Once the evaluation started, we started adapting this pre-trained system to the incident languages. This was done by taking the pre-trained model and re-initializing only its word embeddings to reflect the new vocabulary in the source language, then continuing training of all parameters of the model.

In addition to performing this continued training on only the incident language itself, we also tested models that performed training with the source language and related languages, again using the TF-IDF based data selection to select relevant data. Specifically,

  • IL9: We were not able to find large amounts of data for any of the typologically related languages for Kinyarwanda. However, because both Kinyarwanda and English are written in Roman script, and because many of the entity names are shared, we decided to add additional English-to-English data as a pseudo-translation task. This data was selected so that the TF-IDF threshold was greater than -7, resulting in 317k sentences that contained keywords related to the incident.

  • IL10: For Sinhala, we were fortunate to have reasonably sized resources for two related languages: Hindi and Bengali. We used all of the resources in our database for these two related languages, which resulted in a total of 4.39M training sentences.

Vii-D System Combination

For the final submission, multiple systems were ensembled together to create the final results.

For combining NMT systems that share identical output vocabularies, it is simple to perform ensembling at hypothesis generation time, where multiple systems are run in parallel, and the average of the predicted word probabilities are used to predict the next word in the sequence (Sutskever et al, 2014). We used this method to combine together multiple NMT systems.

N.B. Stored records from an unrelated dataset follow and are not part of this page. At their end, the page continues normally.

//! Single-linkage clustering used to merge repeated hole observations.

use std::cmp::Ordering;
use std::collections::BTreeMap;

use seekscan_core::Point2D;

fn point_order(a: &Point2D, b: &Point2D) -> Ordering {
    a.x.total_cmp(&b.x).then(a.y.total_cmp(&b.y))
}

fn find(parent: &mut [usize], mut idx: usize) -> usize {
    while parent[idx] != idx {
        parent[idx] = parent[parent[idx]];
        idx = parent[idx];
    }
    idx
}

fn union(parent: &mut [usize], a: usize, b: usize) {
    let ra = find(parent, a);
    let rb = find(parent, b);
    if ra != rb {
        let (lo, hi) = if ra < rb { (ra, rb) } else { (rb, ra) };
        parent[hi] = lo;
    }
}

/// Cluster label per input point.
///
/// Points are linked when their distance is at most `threshold`; clusters are
/// the connected components. Labels are numbered by the smallest member in
/// (x, y) order, so they do not depend on the input ordering.
pub fn cluster_labels(points: &[Point2D], threshold: f64) -> Vec<usize> {
    let n = points.len();
    let mut parent: Vec<usize> = (0..n).collect();
    for i in 0..n {
        for j in (i + 1)..n {
            if points[i].distance(&points[j]) <= threshold {
                union(&mut parent, i, j);
            }
        }
    }

    let mut roots: BTreeMap<usize, Point2D> = BTreeMap::new();
    for (idx, point) in points.iter().enumerate() {
        let root = find(&mut parent, idx);
        roots
            .entry(root)
            .and_modify(|smallest| {
                if point_order(point, smallest) == Ordering::Less {
                    *smallest = *point;
                }
            })
            .or_insert(*point);
    }
    let mut ordered: Vec<(usize, Point2D)> = roots.into_iter().collect();
    ordered.sort_by(|a, b| point_order(&a.1, &b.1));
    let label_of: BTreeMap<usize, usize> = ordered
        .iter()
        .enumerate()
        .map(|(label, (root, _))| (*root, label))
        .collect();

    (0..n)
        .map(|idx| {
            let root = find(&mut parent, idx);
            label_of[&root]
        })
        .collect()
}

/// Merges points closer than `threshold` into their coordinate-wise mean.
///
/// One point per cluster, sorted by (x, y).
pub fn cluster_mean(points: &[Point2D], threshold: f64) -> Vec<Point2D> {
    let labels = cluster_labels(points, threshold);
    let mut members: BTreeMap<usize, Vec<Point2D>> = BTreeMap::new();
    for (point, label) in points.iter().zip(labels) {
        members.entry(label).or_default().push(*point);
    }
    let mut merged: Vec<Point2D> = members
        .into_values()
        .filter_map(|mut group| {
            // Fixed summation order keeps the mean bit-identical under permutation.
            group.sort_by(point_order);
            Point2D::mean(&group)
        })
        .collect();
    merged.sort_by(point_order);
    merged
}
//! Pure balance arithmetic.
//!
//! Every operation takes the current balance plus an **untrusted** amount
//! string, validates it, and returns a [`Posting`]: the new balance paired
//! with the statement line describing it. Nothing here touches storage; the
//! caller decides when to commit via [`User::apply`](crate::User::apply).

use crate::{EngineError, Money, ResultEngine, Transaction, TransactionKind};

/// The outcome of a ledger operation, ready to be committed.
#[derive(Clone, Debug, PartialEq)]
pub struct Posting {
    /// Balance after the operation.
    pub balance: Money,
    /// Statement line recording it.
    pub record: Transaction,
}

/// Parses a raw amount string and requires it to be strictly positive.
///
/// # Errors
///
/// Returns [`EngineError::InvalidNumber`] if the string does not parse,
/// [`EngineError::NonPositiveAmount`] if it parses to zero or less.
pub fn parse_amount(raw: &str) -> ResultEngine<Money> {
    let amount: Money = raw.parse()?;
    if !amount.is_positive() {
        return Err(EngineError::NonPositiveAmount);
    }
    Ok(amount)
}

/// Adds `amount` to `balance`.
///
/// # Errors
///
/// Propagates [`parse_amount`] failures, plus
/// [`EngineError::InvalidNumber`] if the sum leaves the wire-safe range.
pub fn deposit(balance: Money, amount: &str, description: &str) -> ResultEngine<Posting> {
    let overflow = || EngineError::InvalidNumber("amount too large".to_string());
    let amount = parse_amount(amount)?;
    let balance = balance.checked_add(amount).ok_or_else(overflow)?;
    if !balance.is_wire_safe() {
        return Err(overflow());
    }
    let record = Transaction::new(
        TransactionKind::Deposit,
        amount,
        balance,
        description.to_string(),
    )?;
    Ok(Posting { balance, record })
}

/// Subtracts `amount` from `balance`.
///
/// # Errors
///
/// Propagates [`parse_amount`] failures, plus
/// [`EngineError::InsufficientFunds`] if `amount` exceeds `balance`.
pub fn withdraw(balance: Money, amount: &str, description: &str) -> ResultEngine<Posting> {
    let amount = parse_amount(amount)?;
    withdraw_parsed(balance, amount, TransactionKind::Withdrawal, description.to_string())
}

/// Sends `amount` to another account.
///
/// Only the sender side is recorded; the recipient account number lands in
/// the statement description but no second account is debited or credited.
///
/// # Errors
///
/// Returns [`EngineError::EmptyRecipient`] if the trimmed recipient is empty,
/// [`EngineError::SameAccount`] if it equals `own_account`, and otherwise
/// propagates the [`withdraw`] failures.
pub fn transfer(
    balance: Money,
    amount: &str,
    recipient_account: &str,
    own_account: &str,
    description: &str,
) -> ResultEngine<Posting> {
    let recipient_account = recipient_account.trim();
    if recipient_account.is_empty() {
        return Err(EngineError::EmptyRecipient);
    }
    if recipient_account == own_account {
        return Err(EngineError::SameAccount);
    }
    let amount = parse_amount(amount)?;
    withdraw_parsed(
        balance,
        amount,
        TransactionKind::TransferOut,
        format!("{description} to {recipient_account}"),
    )
}

fn withdraw_parsed(
    balance: Money,
    amount: Money,
    kind: TransactionKind,
    description: String,
) -> ResultEngine<Posting> {
    if amount > balance {
        return Err(EngineError::InsufficientFunds { balance });
    }
    let balance = balance - amount;
    let record = Transaction::new(kind, amount, balance, description)?;
    Ok(Posting { balance, record })
}

#[cfg(test)]
mod tests {
    use super::*;

    fn rm(raw: &str) -> Money {
        raw.parse().unwrap()
    }

    #[test]
    fn deposit_adds_to_the_balance() {
        let posting = deposit(rm("5000"), "1500.50", "Deposit").unwrap();
        assert_eq!(posting.balance, rm("6500.50"));
        assert_eq!(posting.record.kind(), TransactionKind::Deposit);
        assert_eq!(posting.record.amount(), rm("1500.50"));
        assert_eq!(posting.record.balance_after(), rm("6500.50"));
        assert_eq!(posting.record.description(), "Deposit");
    }

    #[test]
    fn withdraw_subtracts_from_the_balance() {
        let posting = withdraw(rm("6500.50"), "500", "Withdrawal").unwrap();
        assert_eq!(posting.balance, rm("6000.50"));
        assert_eq!(posting.record.kind(), TransactionKind::Withdrawal);
    }

    #[test]
    fn withdrawing_the_whole_balance_leaves_zero() {
        let posting = withdraw(rm("100"), "100", "Withdrawal").unwrap();
        assert_eq!(posting.balance, Money::ZERO);
    }

    #[test]
    #[should_panic(expected = "InsufficientFunds")]
    fn overdrawing_is_rejected() {
        withdraw(rm("100"), "150", "Withdrawal").unwrap();
    }

    #[test]
    fn garbage_amounts_are_rejected() {
        let err = deposit(rm("100"), "lots", "Deposit").unwrap_err();
        assert_eq!(err, EngineError::InvalidNumber("invalid amount".to_string()));
    }

    #[test]
    fn deposits_beyond_the_wire_range_are_rejected() {
        let err = deposit(rm("0"), "90071992547409.92", "Deposit").unwrap_err();
        assert_eq!(err, EngineError::InvalidNumber("amount too large".to_string()));

        let err = deposit(rm("90071992547409.91"), "0.01", "Deposit").unwrap_err();
        assert_eq!(err, EngineError::InvalidNumber("amount too large".to_string()));
    }

    #[test]
    fn zero_and_negative_amounts_are_rejected() {
        assert_eq!(
            deposit(rm("100"), "0", "Deposit").unwrap_err(),
            EngineError::NonPositiveAmount
        );
        assert_eq!(
            withdraw(rm("100"), "-5", "Withdrawal").unwrap_err(),
            EngineError::NonPositiveAmount
        );
    }

    #[test]
    fn transfer_records_the_recipient_in_the_description() {
        let posting = transfer(
            rm("500"),
            "200",
            " 0987654321 ",
            "1234567890",
            "Transfer sent",
        )
        .unwrap();
        assert_eq!(posting.balance, rm("300"));
        assert_eq!(posting.record.kind(), TransactionKind::TransferOut);
        assert_eq!(posting.record.description(), "Transfer sent to 0987654321");
    }

    #[test]
    fn transfer_to_the_own_account_is_rejected_before_parsing() {
        let err = transfer(rm("500"), "not-a-number", "1234567890", "1234567890", "Transfer sent")
            .unwrap_err();
        assert_eq!(err, EngineError::SameAccount);
    }

    #[test]
    fn transfer_requires_a_recipient() {
        let err = transfer(rm("500"), "200", "   ", "1234567890", "Transfer sent").unwrap_err();
        assert_eq!(err, EngineError::EmptyRecipient);
    }
}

In addition, to combine more heterogenous systems, we used the MEMT (Heafield and Lavie, 2010) system combination method. Since MEMT requires a large -gram language model to rescore hypotheses, we built a large 4-gram Kneser-Ney (Kneser and Ney, 1995) language model using KenLM (Heafield et al, 2013). We then combined the 1-best output of eleven (for IL9) or seven (for IL10) of our best neural MT systems. Training was performed using setF and all of the MEMT toolkit’s default settings.

Vii-E Creation of Data w/ Native Informant

The native informant sessions were used to create two varieties of data: word or phrase lexicons, and translated sentences from set1.

To select data words or phrases for the native informant to translate, we used the method of Bloodgood and Callison-Burch (2010), which selects words or phrases that occur in monolingual data (i.e. set1), but not in bilingual data (i.e. set0), sorted in descending order of frequency. We additionally follow Miura et al (2016) in removing shorter phrases that are completely subsumed by longer phrases. These words or phrases were translated by having the native informant type translations in a Google Sheet. This resulted in approximately 200 high-frequency words/phrases in each language.

We also translated sentences from each of the three genres of text: newswire, social networks, and weblogs, to be used as development data to assess the accuracy of our systems. These sentences were translated by having the native informant speak the translations out loud, while a member of the ARIEL team typed in the English translations. This resulted in 79 sentences in Kinyarwanda, and 233 sentences in Sinhala.

Vii-F Final Submitted Systems

Our NMT system submissions fall into several categories: 1) NMT-adapt: we pre-train a large NMT system on the multilingual corpus collected as described previously, then fine-tune the system on the incident language; 2) NMT-mult: the NMT system is trained from scratch on a concatenation of the incident language training data, and the parallel data of two related languages in our multi-lingual corpus. For Kinyarwanda, we used Swahili and Zulu. For Sinhala, we used Marathi and Hindi; 3) NMT-plain: the NMT system is trained from scratch on the incident language training data only.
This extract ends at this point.